A ce sujet, la démarche de recherche contemporaine s’articule autour d’une méthodologie d’approche mixte, où se croisent plusieurs parcours en transversalité: littéraire, historique, socio-économique, épistémologique et géopolitique. Pour mieux illustrer le sujet, nous avons choisi de cerner ce phénomène complexe, articulé et chronologiquement stratifié dans l’une des régions les plus sensibles de la planète. Là où se tressent depuis toujours les intérêts et les contradictions de notre civilisation – le monde méditerranéen, le Moyen Orient, la route des épices et de la soie, les vies du commerce et des conquêtes, le théâtre de guerres sanglantes – et de l’associer à l’histoire des territoires, des nations, des pouvoirs régisseurs et des cultures, pour arriver symboliquement et concrètement à la Sicile comme métaphore, selon la définition du grand écrivain sicilien Leonardo Sciascia.

Céramiques de Caltagirone

Dans ce territoire insulaire problématique, une ville, jadis richissime, où le phénomène qui nous intéresse est devenu l’heureux symbole du développement durable du territoire, faisant d’un village au cœur d’une terre volcanique, un environnement difficile à exploiter, un centre de rayonnement économique, culturel et social autonome vis à vis de pouvoirs oppressants. Pouvoir politique, pouvoir religieux, tous les deux besogneux d’ordre, de stabilité et donc de décor.
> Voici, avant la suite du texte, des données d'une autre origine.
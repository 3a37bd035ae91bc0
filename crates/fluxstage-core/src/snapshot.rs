use std::fs::{self, File};
use std::io::{Cursor, Read, Seek, Write};
use std::path::Path;

use chrono::{DateTime, Utc};
use fluxstage_reader::{Provenance, SiteMetadata, SiteTable, VariableSpec};
use polars::prelude::*;
use serde::{Deserialize, Serialize};
use thiserror::Error;
use uuid::Uuid;
use ::zip::write::FileOptions;
use ::zip::{CompressionMethod, ZipArchive, ZipWriter};

use crate::config::PipelineConfig;
use crate::loader::{LoadFailure, RawCorpus};
use crate::pipeline::PipelineSummary;

/// Bumped whenever the manifest layout or the stored table layout changes.
pub const SNAPSHOT_FORMAT_VERSION: u32 = 1;

const MANIFEST_PATH: &str = "manifest.json";
const DATASET_PATH: &str = "dataset.parquet";

#[derive(Debug, Error)]
pub enum SnapshotError {
    #[error("Polars operation failed: {0}")]
    Polars(#[from] PolarsError),
    #[error("JSON operation failed: {0}")]
    Json(#[from] serde_json::Error),
    #[error("ZIP operation failed: {0}")]
    Zip(#[from] ::zip::result::ZipError),
    #[error("IO operation failed: {0}")]
    Io(#[from] std::io::Error),
    #[error("Manifest is missing or corrupt")]
    MissingManifest,
    #[error("Data file '{0}' is missing from snapshot")]
    MissingDataFile(String),
    #[error("snapshot format version {found} is not supported (expected {expected})")]
    UnsupportedVersion { found: u32, expected: u32 },
    #[error("expected a {expected:?} snapshot but found {found:?}")]
    WrongKind {
        expected: SnapshotKind,
        found: SnapshotKind,
    },
}

#[derive(Debug, Clone, Copy, PartialEq, Eq, Serialize, Deserialize)]
#[serde(rename_all = "snake_case")]
pub enum SnapshotKind {
    RawCorpus,
    FinalDataset,
}

#[derive(Debug, Deserialize)]
struct ManifestHeader {
    format_version: u32,
    kind: SnapshotKind,
}

#[derive(Debug, Clone, Serialize, Deserialize)]
pub struct CorpusManifest {
    pub format_version: u32,
    pub kind: SnapshotKind,
    pub created_at: DateTime<Utc>,
    pub sites: Vec<ManifestSite>,
    pub failures: Vec<LoadFailure>,
}

#[derive(Debug, Clone, Serialize, Deserialize)]
pub struct ManifestSite {
    pub metadata: SiteMetadata,
    pub schema: Vec<VariableSpec>,
    pub unpaired: Vec<String>,
    pub provenance: Option<Provenance>,
    pub rows: usize,
    pub frame_path: String,
}

#[derive(Debug, Clone, Serialize, Deserialize)]
pub struct DatasetManifest {
    pub format_version: u32,
    pub kind: SnapshotKind,
    pub run_id: Uuid,
    pub generated_at: DateTime<Utc>,
    pub columns: Vec<String>,
    pub row_count: usize,
    pub config: PipelineConfig,
    pub summary: PipelineSummary,
    pub data_path: String,
}

#[derive(Debug, Clone)]
pub struct FinalDataset {
    pub manifest: DatasetManifest,
    pub frame: DataFrame,
}

pub fn write_corpus(path: &Path, corpus: &RawCorpus) -> Result<CorpusManifest, SnapshotError> {
    let sites = corpus
        .sites
        .iter()
        .enumerate()
        .map(|(idx, table)| ManifestSite {
            metadata: table.metadata.clone(),
            schema: table.schema.clone(),
            unpaired: table.unpaired.clone(),
            provenance: table.provenance.clone(),
            rows: table.height(),
            frame_path: format!("site_{idx:04}.parquet"),
        })
        .collect();

    let manifest = CorpusManifest {
        format_version: SNAPSHOT_FORMAT_VERSION,
        kind: SnapshotKind::RawCorpus,
        created_at: Utc::now(),
        sites,
        failures: corpus.failures.clone(),
    };

    let mut zip = ZipWriter::new(create_file(path)?);
    let options = FileOptions::default().compression_method(CompressionMethod::Deflated);

    zip.start_file(MANIFEST_PATH, options)?;
    zip.write_all(&serde_json::to_vec_pretty(&manifest)?)?;

    for (entry, table) in manifest.sites.iter().zip(&corpus.sites) {
        zip.start_file(entry.frame_path.as_str(), options)?;
        zip.write_all(&parquet_bytes(&table.frame)?)?;
    }

    zip.finish()?;
    Ok(manifest)
}

pub fn read_corpus(path: &Path) -> Result<RawCorpus, SnapshotError> {
    let mut archive = ZipArchive::new(File::open(path)?)?;
    let manifest_bytes = read_manifest(&mut archive, SnapshotKind::RawCorpus)?;
    let manifest: CorpusManifest = serde_json::from_slice(&manifest_bytes)?;

    let mut sites = Vec::with_capacity(manifest.sites.len());
    for entry in manifest.sites {
        let frame = read_parquet_entry(&mut archive, &entry.frame_path)?;
        let mut table = SiteTable::new(entry.metadata, entry.schema, frame)?;
        table.unpaired = entry.unpaired;
        table.provenance = entry.provenance;
        sites.push(table);
    }

    Ok(RawCorpus {
        sites,
        failures: manifest.failures,
    })
}

pub fn write_dataset(
    path: &Path,
    frame: &DataFrame,
    summary: &PipelineSummary,
    config: &PipelineConfig,
) -> Result<DatasetManifest, SnapshotError> {
    let manifest = DatasetManifest {
        format_version: SNAPSHOT_FORMAT_VERSION,
        kind: SnapshotKind::FinalDataset,
        run_id: Uuid::new_v4(),
        generated_at: Utc::now(),
        columns: frame
            .get_column_names()
            .iter()
            .map(|name| name.to_string())
            .collect(),
        row_count: frame.height(),
        config: config.clone(),
        summary: summary.clone(),
        data_path: DATASET_PATH.to_string(),
    };

    let mut zip = ZipWriter::new(create_file(path)?);
    let options = FileOptions::default().compression_method(CompressionMethod::Deflated);

    zip.start_file(MANIFEST_PATH, options)?;
    zip.write_all(&serde_json::to_vec_pretty(&manifest)?)?;
    zip.start_file(DATASET_PATH, options)?;
    zip.write_all(&parquet_bytes(frame)?)?;

    zip.finish()?;
    Ok(manifest)
}

pub fn read_dataset(path: &Path) -> Result<FinalDataset, SnapshotError> {
    let mut archive = ZipArchive::new(File::open(path)?)?;
    let manifest_bytes = read_manifest(&mut archive, SnapshotKind::FinalDataset)?;
    let manifest: DatasetManifest = serde_json::from_slice(&manifest_bytes)?;
    let frame = read_parquet_entry(&mut archive, &manifest.data_path)?;
    Ok(FinalDataset { manifest, frame })
}

fn create_file(path: &Path) -> Result<File, SnapshotError> {
    if let Some(parent) = path.parent().filter(|parent| !parent.as_os_str().is_empty()) {
        fs::create_dir_all(parent)?;
    }
    Ok(File::create(path)?)
}

fn parquet_bytes(frame: &DataFrame) -> Result<Vec<u8>, SnapshotError> {
    let mut clone = frame.clone();
    let mut buffer = Vec::new();
    ParquetWriter::new(&mut buffer).finish(&mut clone)?;
    Ok(buffer)
}

fn read_manifest<R: Read + Seek>(
    archive: &mut ZipArchive<R>,
    expected: SnapshotKind,
) -> Result<Vec<u8>, SnapshotError> {
    let bytes = {
        let mut file = archive
            .by_name(MANIFEST_PATH)
            .map_err(|_| SnapshotError::MissingManifest)?;
        let mut bytes = Vec::new();
        file.read_to_end(&mut bytes)?;
        bytes
    };

    let header: ManifestHeader =
        serde_json::from_slice(&bytes).map_err(|_| SnapshotError::MissingManifest)?;
    if header.format_version != SNAPSHOT_FORMAT_VERSION {
        return Err(SnapshotError::UnsupportedVersion {
            found: header.format_version,
            expected: SNAPSHOT_FORMAT_VERSION,
        });
    }
    if header.kind != expected {
        return Err(SnapshotError::WrongKind {
            expected,
            found: header.kind,
        });
    }
    Ok(bytes)
}

fn read_parquet_entry<R: Read + Seek>(
    archive: &mut ZipArchive<R>,
    name: &str,
) -> Result<DataFrame, SnapshotError> {
    let mut file = archive
        .by_name(name)
        .map_err(|_| SnapshotError::MissingDataFile(name.to_string()))?;
    let mut bytes = Vec::new();
    file.read_to_end(&mut bytes)?;
    Ok(ParquetReader::new(Cursor::new(bytes)).finish()?)
}
use std::collections::HashSet;
use std::fs::File;
use std::path::{Path, PathBuf};

use blake3::Hasher;
use fluxstage_reader::{read_site, ArchiveSource, Provenance, ReadOptions, ReaderError, SiteTable};
use serde::{Deserialize, Serialize};
use tracing::{info, warn};

use crate::config::PipelineConfig;
use crate::error::{PipelineError, Result};

/// An archive that could not be turned into a site table.
#[derive(Debug, Clone, PartialEq, Eq, Serialize, Deserialize)]
pub struct LoadFailure {
    pub path: String,
    pub kind: String,
    pub message: String,
}

impl LoadFailure {
    fn from_error(path: &Path, err: &ReaderError) -> Self {
        Self {
            path: path.display().to_string(),
            kind: err.kind().to_string(),
            message: err.to_string(),
        }
    }
}

#[derive(Debug, Clone, Default)]
pub struct RawCorpus {
    pub sites: Vec<SiteTable>,
    pub failures: Vec<LoadFailure>,
}

impl RawCorpus {
    pub fn site_names(&self) -> Vec<&str> {
        self.sites.iter().map(SiteTable::site).collect()
    }
}

/// Recursively lists files under `root` ending in `.{extension}`, sorted by path.
pub fn discover_archives(root: &Path, extension: &str) -> Result<Vec<PathBuf>> {
    if !root.is_dir() {
        return Err(PipelineError::Io(std::io::Error::new(
            std::io::ErrorKind::NotFound,
            format!("input directory {} does not exist", root.display()),
        )));
    }

    let pattern = format!(
        "{}/**/*.{}",
        glob::Pattern::escape(&root.to_string_lossy()),
        extension.trim_start_matches('.')
    );

    let mut paths = Vec::new();
    for entry in glob::glob(&pattern)? {
        match entry {
            Ok(path) if path.is_file() => paths.push(path),
            Ok(_) => {}
            Err(err) => warn!(error = %err, "skipping unreadable path during discovery"),
        }
    }
    paths.sort();
    Ok(paths)
}

/// Reads every discovered archive, isolating per-file failures.
///
/// Fails only when no archive at all produced a site table.
pub fn load_corpus(
    root: &Path,
    extension: &str,
    source: &dyn ArchiveSource,
    options: &ReadOptions,
) -> Result<RawCorpus> {
    let paths = discover_archives(root, extension)?;
    info!(
        root = %root.display(),
        archives = paths.len(),
        source = source.name(),
        "discovered archives"
    );

    let mut corpus = RawCorpus::default();
    let mut seen_sites = HashSet::new();

    for path in &paths {
        match load_archive(source, path, options) {
            Ok(table) => {
                if !seen_sites.insert(table.site().to_string()) {
                    warn!(
                        site = table.site(),
                        path = %path.display(),
                        "site label appears in more than one archive"
                    );
                }
                info!(
                    site = table.site(),
                    rows = table.height(),
                    variables = table.schema.len(),
                    "loaded site"
                );
                corpus.sites.push(table);
            }
            Err(err) => {
                warn!(path = %path.display(), error = %err, "failed to load archive");
                corpus.failures.push(LoadFailure::from_error(path, &err));
            }
        }
    }

    if corpus.sites.is_empty() {
        return Err(PipelineError::NoSitesLoaded {
            root: root.display().to_string(),
            attempted: paths.len(),
        });
    }

    info!(
        loaded = corpus.sites.len(),
        failed = corpus.failures.len(),
        "corpus load finished"
    );
    Ok(corpus)
}

pub fn load_corpus_with_config(
    config: &PipelineConfig,
    source: &dyn ArchiveSource,
) -> Result<RawCorpus> {
    load_corpus(
        &config.input_dir(),
        &config.archive_extension,
        source,
        &config.read_options(),
    )
}

fn load_archive(
    source: &dyn ArchiveSource,
    path: &Path,
    options: &ReadOptions,
) -> std::result::Result<SiteTable, ReaderError> {
    let file_hash = compute_hash(path).map_err(|err| ReaderError::Io {
        path: path.display().to_string(),
        source: err,
    })?;
    let mut table = read_site(source, path, options)?;
    table.provenance = Some(Provenance {
        path: path.display().to_string(),
        file_hash,
    });
    Ok(table)
}

/// Streams the file through BLAKE3 without holding it in memory.
fn compute_hash(path: &Path) -> std::io::Result<String> {
    let mut hasher = Hasher::new();
    hasher.update_reader(File::open(path)?)?;
    Ok(hasher.finalize().to_hex().to_string())
}
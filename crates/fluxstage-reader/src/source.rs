use std::path::Path;

use crate::errors::ReaderError;
use crate::formats::common::site_label;
use crate::model::{ArchiveContents, SiteTable};
use crate::reader::build_site_table;

pub const DEFAULT_SITE_MARKER: &str = "Fluxnet";

/// A decoder for one on-disk archive layout.
pub trait ArchiveSource {
    fn name(&self) -> &'static str;
    fn open(&self, path: &Path) -> Result<ArchiveContents, ReaderError>;
}

#[derive(Debug, Clone)]
pub struct ReadOptions {
    pub site_marker: String,
}

impl Default for ReadOptions {
    fn default() -> Self {
        Self {
            site_marker: DEFAULT_SITE_MARKER.to_string(),
        }
    }
}

/// Reads one archive into a site table.
pub fn read_site(
    source: &dyn ArchiveSource,
    path: &Path,
    options: &ReadOptions,
) -> Result<SiteTable, ReaderError> {
    let site = site_label(path, &options.site_marker)?;
    let contents = source.open(path)?;
    build_site_table(&site, &contents, &path.display().to_string())
}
L’ornement en céramique à Caltagirone, coté cité et architecture, a déterminé son développement durant deux millénaires pour être banalisé et abandonné au folklore par le manque de vision politique et culturelle des pouvoirs centraux et des collectivités locales modernes et contemporains. A partir de l’Unité d’Italie en 1861, cette industrie a subi un flétrissement car trop libre et indépendante culturellement par rapport aux pouvoirs territoriaux insensibles aux spécificités du territoire à son histoire, à sa culture. Mauvais gouvernement, mauvaise gouvernance, infiltrations de pouvoirs économiques obscurs, régression culturelle ont fragilisé pour toujours le phénomène de l’industrie «calatine[[De Caltagirone.]]» de la céramique, vidée de son sens social et culturel pour devenir un marché de souvenirs pour touristes, détachée du tissu vivant de l’économie du territoire. Pas un procédé conceptuel de notre temps mais une volonté sans pensée, uniformisatrice. Bien autre chose des courants «Modernistes» du XXe siècle qui ont tenté d’effacer le décoratif mais pas le décor et ils ont crée l’antithèse de l’ornement pour en faire un concept très décoratif et une contre-culture puissante et inséparable de la spéculation du développement de l’industrie et de l’économie politique au sein d’un territoire culturel. Malgré tout ça l’ornement perdure et a pris du sens surtout dans le domaine de l’architecture qui a porté au plus haut point la réflexion dans ce domaine. Elle s’en empare même aujourd’hui de nouveau grâce aux technologies et aux matériaux en tant que «matière même de la peau d’un bâtiment [[Antoine Picon «Ornement et subjectivité, de la tradition vitruvienne à l’âge numérique. L’ornement hier et aujourd’hui: discontinuités et continuités», Le visiteur, Paris, Société française des architectes et Infolio, n°17, novembre 2011.]]». L’ornement reste un phénomène irréductible tant d’un point de vue anthropologique, où il a une valeur structurelle, que du point de vue esthétique où sa présence n’est plus contestée.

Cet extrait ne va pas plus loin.